In a more conciliatory statement, the figurehead president of Iran, Masoud Pezehskian, claimed that Iran was open to talks but only after it received several major concessions on issues that would presumably be part of any forthcoming talks.
“The Islamic Republic of Iran has welcomed dialogue and agreement and continues to do so,” he said in a statement published in English to the social media site Twitter, contrasting strikingly with the language out of other branches of the remaining Iranian regime.
“Breach of commitments, blockade and threats are main obstacles to genuine negotiations. World sees your endless hypocritical rhetoric and contradiction between claims and actions,” he added.
Pezeshkian did not go on to list any allegedly breached “commitments” by the United States or Israel.
The Islamic Revolutionary Guard Corps (IRGC), the most powerful branch of the Iranian military and a U.S.-designated terrorist organization, also issued a statement on Thursday, this time reiterating its violent, threatening tone against those Pezeshkian claimed to be open to negotiating with. The IRGC warned that disruptions in the Strait of Hormuz, which it has reportedly littered with dangerous mines, could significantly harm undersea telecommunications infrastructure.
“Simultaneous damage to several major cables, whether through accidents or deliberate action, could trigger severe outages across the Persian Gulf,” the IRGC warned, according to the Iran-friendly outlet Al Mayadeen. The outlet noted that any explosion harming major cables in the strait could disproportionately harm the interests of India “due to its reliance on these connections for internet services, cloud computing, and digital payments.”
While India depends on traffic in the strait for many of its imports and exports, it had managed to avoid many of the consequences of the war as its ships have reportedly been allowed safe passage. India is both an ally of Iran’s through the anti-American BRICS coalition and a friendly trade and diplomacy partner with America. The IRGC did, however, claim to intercept an India-bound ship in the strait overnight on Thursday.

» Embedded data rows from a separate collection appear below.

//! MapShed worker service.
//!
//! Consumes MapShed jobs from the Redis queue, runs geoprocessing and model
//! assembly, and serves job status over HTTP.

use std::sync::Arc;

use anyhow::{anyhow, Result};
use clap::Parser;
use tokio_util::sync::CancellationToken;
use tracing::{error, info};
use tracing_subscriber::FmtSubscriber;
use uuid::Uuid;

use geoprocessing::{HttpEngine, MultiRunner};
use mapshed_worker::config::Args;
use mapshed_worker::server::{self, ServerState};
use mapshed_worker::{ChainBuilder, ChainContext, MapshedJob, Worker};
use storage::{JobFeed, JobQueue, JobStore, RedisCache, RedisJobStore};

#[tokio::main]
async fn main() -> Result<()> {
    // Load environment from .env file if present
    dotenvy::dotenv().ok();

    let args = Args::parse();

    let subscriber = FmtSubscriber::builder()
        .with_max_level(args.level())
        .with_target(true)
        .json()
        .finish();

    tracing::subscriber::set_global_default(subscriber)?;

    let prometheus = metrics_exporter_prometheus::PrometheusBuilder::new()
        .install_recorder()
        .map_err(|e| anyhow!("failed to install Prometheus recorder: {}", e))?;

    let worker_name = args
        .name
        .clone()
        .unwrap_or_else(|| format!("worker-{}", Uuid::new_v4()));

    info!(name = %worker_name, "Starting MapShed worker");

    let config = Arc::new(args.geop_config()?);
    info!(
        engine = %config.base_url(),
        cache = config.cache_enabled,
        chunk_size = config.chunk_size,
        "Geoprocessing configured"
    );

    // Connect to services
    let engine = Arc::new(HttpEngine::new(&config)?);
    let cache = Arc::new(RedisCache::connect(&args.redis_url).await?);
    let jobs: Arc<dyn JobStore> = Arc::new(RedisJobStore::connect(&args.redis_url).await?);
    let queue: Arc<dyn JobFeed<MapshedJob>> =
        Arc::new(JobQueue::<MapshedJob>::connect(&args.redis_url).await?);

    info!("Connected to Redis");

    let ctx = ChainContext {
        multi: Arc::new(MultiRunner::new(engine, cache, config.clone())),
        ancillary: Arc::new(args.ancillary_source()?),
        simulation: None,
        jobs: jobs.clone(),
        station_count: args.stations,
    };

    let server_state = Arc::new(ServerState {
        jobs,
        prometheus: Some(prometheus),
    });
    let status_port = args.status_port;
    tokio::spawn(async move {
        if let Err(e) = server::run_server(server_state, status_port).await {
            error!(error = %e, "Status server failed");
        }
    });

    // Handle Ctrl+C
    let shutdown = CancellationToken::new();
    let signal = shutdown.clone();
    tokio::spawn(async move {
        tokio::signal::ctrl_c().await.ok();
        info!("Received shutdown signal");
        signal.cancel();
    });

    Worker::new(worker_name, ChainBuilder::new(&config), ctx, args.concurrency)
        .run(queue, shutdown)
        .await;

    Ok(())
}
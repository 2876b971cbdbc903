//! Redis-backed cache for geoprocessing results.

use async_trait::async_trait;
use redis::{aio::MultiplexedConnection, AsyncCommands, Client};
use serde_json::Value;
use std::time::Duration;

use geop_common::{GeopError, GeopResult};

/// Key/value store for previously computed operation results.
///
/// Writes are idempotent: the same key always carries the same value, so
/// concurrent writers need no coordination.
#[async_trait]
pub trait CacheStore: Send + Sync {
    /// Fetch a cached value.
    async fn get(&self, key: &str) -> GeopResult<Option<Value>>;

    /// Store a value. `None` means no expiry.
    async fn set(&self, key: &str, value: &Value, ttl: Option<Duration>) -> GeopResult<()>;

    /// Remove a key.
    async fn delete(&self, key: &str) -> GeopResult<()>;
}

/// Redis cache client.
#[derive(Clone)]
pub struct RedisCache {
    conn: MultiplexedConnection,
}

impl RedisCache {
    /// Connect to Redis.
    pub async fn connect(redis_url: &str) -> GeopResult<Self> {
        let client = Client::open(redis_url)
            .map_err(|e| GeopError::Cache(format!("Redis connection failed: {}", e)))?;

        let conn = client
            .get_multiplexed_async_connection()
            .await
            .map_err(|e| GeopError::Cache(format!("Redis connection failed: {}", e)))?;

        Ok(Self { conn })
    }
}

#[async_trait]
impl CacheStore for RedisCache {
    async fn get(&self, key: &str) -> GeopResult<Option<Value>> {
        let mut conn = self.conn.clone();
        let raw: Option<String> = conn
            .get(key)
            .await
            .map_err(|e| GeopError::Cache(format!("Cache get failed: {}", e)))?;

        raw.map(|s| {
            serde_json::from_str(&s)
                .map_err(|e| GeopError::Cache(format!("Corrupt cache entry {}: {}", key, e)))
        })
        .transpose()
    }

    async fn set(&self, key: &str, value: &Value, ttl: Option<Duration>) -> GeopResult<()> {
        let mut conn = self.conn.clone();
        let payload = value.to_string();

        let _: () = match ttl {
            Some(ttl) => conn.set_ex(key, payload, ttl.as_secs().max(1)).await,
            None => conn.set(key, payload).await,
        }
        .map_err(|e| GeopError::Cache(format!("Cache set failed: {}", e)))?;

        Ok(())
    }

    async fn delete(&self, key: &str) -> GeopResult<()> {
        let mut conn = self.conn.clone();
        let _: () = conn
            .del(key)
            .await
            .map_err(|e| GeopError::Cache(format!("Cache delete failed: {}", e)))?;

        Ok(())
    }
}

The IRGC announced that it had seized two ships in the Strait of Hormuz, identified as the MSC Francesca, a Panamanian-flagged ship, and the Epaminondas of Liberia, the first known such ship captures by the IRGC since Operation Epic Freedom began. U.S. authorities dismissed the seizures as unrelated to peace talks, as they did not impact the United States and argued that they did not inspire global confidence in the Iranian military’s abilities.
“They don’t have control over the strait. This is piracy that we are seeing on display. And the naval blockade that the United States has imposed continues to be incredibly effective,” White House Press Secretary Karoline Leavitt said on Wednesday. “And, to be clear, the blockade is on ships going to and from Iranian ports. And the point of this is the economic leverage that we maintain over Iran now. While there’s a ceasefire with respect to the military and kinetic strikes, Operation Economic Fury continues, and the crux of that is this naval blockade.”
The potential for sea mines to create chaos in the Strait of Hormuz does appear to be an issue of greater concern in the White House, however, as President Donald Trump announced orders on Thursday to shoot boats dropping mines there.
“I have ordered the United States Navy to shoot and kill any boat, small boats though they may be (Their naval ships are ALL, 159 of them, at the bottom of the sea!), that is putting mines in the waters of the Strait of Hormuz. There is to be no hesitation,” he wrote on his website, Truth Social.